著者:中村啓


予想以上のSCISの活躍により、その組織の拡充も視野に上がる中、その運営を任されいた警視長・島崎が何者かに殺害された。そんな混乱が生じる中、街では姿なき存在に女性が襲われる事件が続発。小比類巻らSCISは、その捜査を始めるが、防犯カメラの映像は文字通り、透明人間に襲われたような情況で……(『透明になる欲動』)
など、3編を収録した連作短編集。そして、「セカンドシーズン」開幕巻。
うん、やっぱりこのシリーズ大好き! 前巻までは、ボディハッカー・ジャパンなどを相手に、というところが中心になっていたのだけど、今回はその騒動が一段落ついた後、ということで、ファーストシーズン当初のようなワクワク感が楽しい。
てなわけで1編目が冒頭に書いたエピソード。

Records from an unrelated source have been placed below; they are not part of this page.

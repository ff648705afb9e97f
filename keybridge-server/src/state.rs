//! Application state module
//!
//! Defines shared state accessible across all request handlers.

use std::sync::Arc;
use std::time::Duration;

use keybridge_core::{CeremonyEngine, CredentialStore, RelyingParty};

use crate::config::Config;
use crate::error::ApiError;

/// Application state containing shared resources.
#[derive(Clone)]
pub struct AppState {
    pub engine: Arc<CeremonyEngine>,
    pub config: Arc<Config>,
}

impl AppState {
    /// Build state from configuration.
    ///
    /// Uses PostgreSQL credential storage when `DATABASE_URL` is set,
    /// otherwise falls back to in-memory (development only).
    pub async fn from_config(config: Config) -> Result<Self, ApiError> {
        let store = match &config.database_url {
            Some(url) => {
                tracing::info!("using PostgreSQL credential storage");
                CredentialStore::postgres(url)
                    .await
                    .map_err(|err| ApiError::internal(format!("credential store init: {err}")))?
            }
            None => CredentialStore::memory(),
        };

        let rp = RelyingParty::new(&config.rp_name, &config.rp_id, &config.rp_origin)
            .map_err(|err| ApiError::internal(format!("relying party config: {err}")))?;

        let engine = CeremonyEngine::builder(rp, store)
            .challenge_ttl(Duration::from_secs(config.challenge_ttl_secs))
            .accept_counterless(config.accept_counterless)
            .build();

        Ok(Self {
            engine: Arc::new(engine),
            config: Arc::new(config),
        })
    }
}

防犯カメラの映像から、文字通り透明人間が女性を襲っている、という状況。そのトリックについては最上の登場(さらに言えば、犯人視点のパート)ですぐに明らかになるのだけど、この犯人の心情描写がなかなか面白い。透明人間状態になれる技術の開発。そうなったら……で、ちょっとした悪戯心で事件を起こす。さらに、そこからエスカレートしていき……。殺人、にまでやったことが発展しても、防犯カメラなどには映らない。穴だらけの犯行なのだけど、自分で自分を騙し、大胆になっていく。その部分の描写が実に秀逸だと感じた。
3編目『再び踏まれる月』。投資家であり、数多くの女性とも交際していることで知られ、宇宙飛行に挑むと発表している中森。そんな中森が、自分が吸っている煙草に、月の砂であるレゴリスを仕込まれた結果、喘息になったと訴えている。それを仕込んだのは誰なのか?

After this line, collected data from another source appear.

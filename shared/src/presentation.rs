use serde::{Serialize, Deserialize};

use crate::segment_table::{Outcome, Segment};

/// How the result panel should look
#[derive(Debug, Serialize, Deserialize, Clone, Copy, PartialEq, Eq)]
pub enum Tone {
    Celebrate,
    Encourage,
    Console,
}

/// What the result panel shows after the wheel stops
#[derive(Debug, Serialize, Deserialize, Clone, PartialEq, Eq)]
pub struct PresentationDirective {
    pub message: String,
    pub show_claim: bool,
    pub tone: Tone,
}

pub fn present_outcome(segment: &Segment) -> PresentationDirective {
    match segment.outcome {
        Outcome::Win => PresentationDirective {
            message: format!("🎉 Congratulations, you won: {}! 🎉", segment.label),
            show_claim: true,
            tone: Tone::Celebrate,
        },
        Outcome::Retry => PresentationDirective {
            message: format!("👌 {}, try again!", segment.label),
            show_claim: false,
            tone: Tone::Encourage,
        },
        Outcome::Lose => PresentationDirective {
            message: format!("😅 {}", segment.label),
            show_claim: false,
            tone: Tone::Console,
        },
    }
}

/// Running debt line refreshed after every spin
pub fn debt_display(total_debt: u64) -> String {
    format!("🐷 The boss owes the author: {} RMB", total_debt)
}

/// Summary shown once when the prize is claimed
pub fn claim_summary(total_debt: u64) -> String {
    format!("🐷 The boss's total debt: {} RMB", total_debt)
}

#[cfg(test)]
mod tests {
    use super::*;
    use crate::segment_table::SegmentTable;

    #[test]
    fn test_win_reveals_claim() {
        let table = SegmentTable::standard();
        let directive = present_outcome(table.win_segment());
        assert!(directive.show_claim);
        assert_eq!(directive.tone, Tone::Celebrate);
        assert_eq!(directive.message, "🎉 Congratulations, you won: Grand prize! 🎉");
    }

    #[test]
    fn test_retry_and_lose_hide_claim() {
        let retry = present_outcome(&Segment::new("Spin again", 220.0, 270.0, Outcome::Retry));
        assert!(!retry.show_claim);
        assert_eq!(retry.message, "👌 Spin again, try again!");

        let lose = present_outcome(&Segment::new("Almost", 165.0, 220.0, Outcome::Lose));
        assert!(!lose.show_claim);
        assert_eq!(lose.tone, Tone::Console);
        assert_eq!(lose.message, "😅 Almost");
    }

    #[test]
    fn test_same_segment_same_directive() {
        for seg in SegmentTable::standard().segments() {
            assert_eq!(present_outcome(seg), present_outcome(seg));
            assert_eq!(present_outcome(seg).show_claim, seg.outcome == Outcome::Win);
        }
    }

    #[test]
    fn test_debt_text() {
        assert_eq!(debt_display(150), "🐷 The boss owes the author: 150 RMB");
        assert_eq!(claim_summary(0), "🐷 The boss's total debt: 0 RMB");
    }
}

作中でも語られる通り、SCISが扱う事件としては異色の事件。レゴリスを仕込まれた、という部分では特殊な事件だけど、被害者である中森の派手な女性関係などがあり、愛憎の末のものとしか思えない。特殊な技術が使われているわけでもない。事件の概要はそうなのだけど……
宇宙開発というものが、ただ企業の域を超え、国などの力にもつながる、という部分。その一方で、投資家というのはあくまでも、利益を求めて活動をする存在であるという現実。ある意味で当たり前のことなのだけど、その当たり前のことを再認識させてくれるエピソードのように思える。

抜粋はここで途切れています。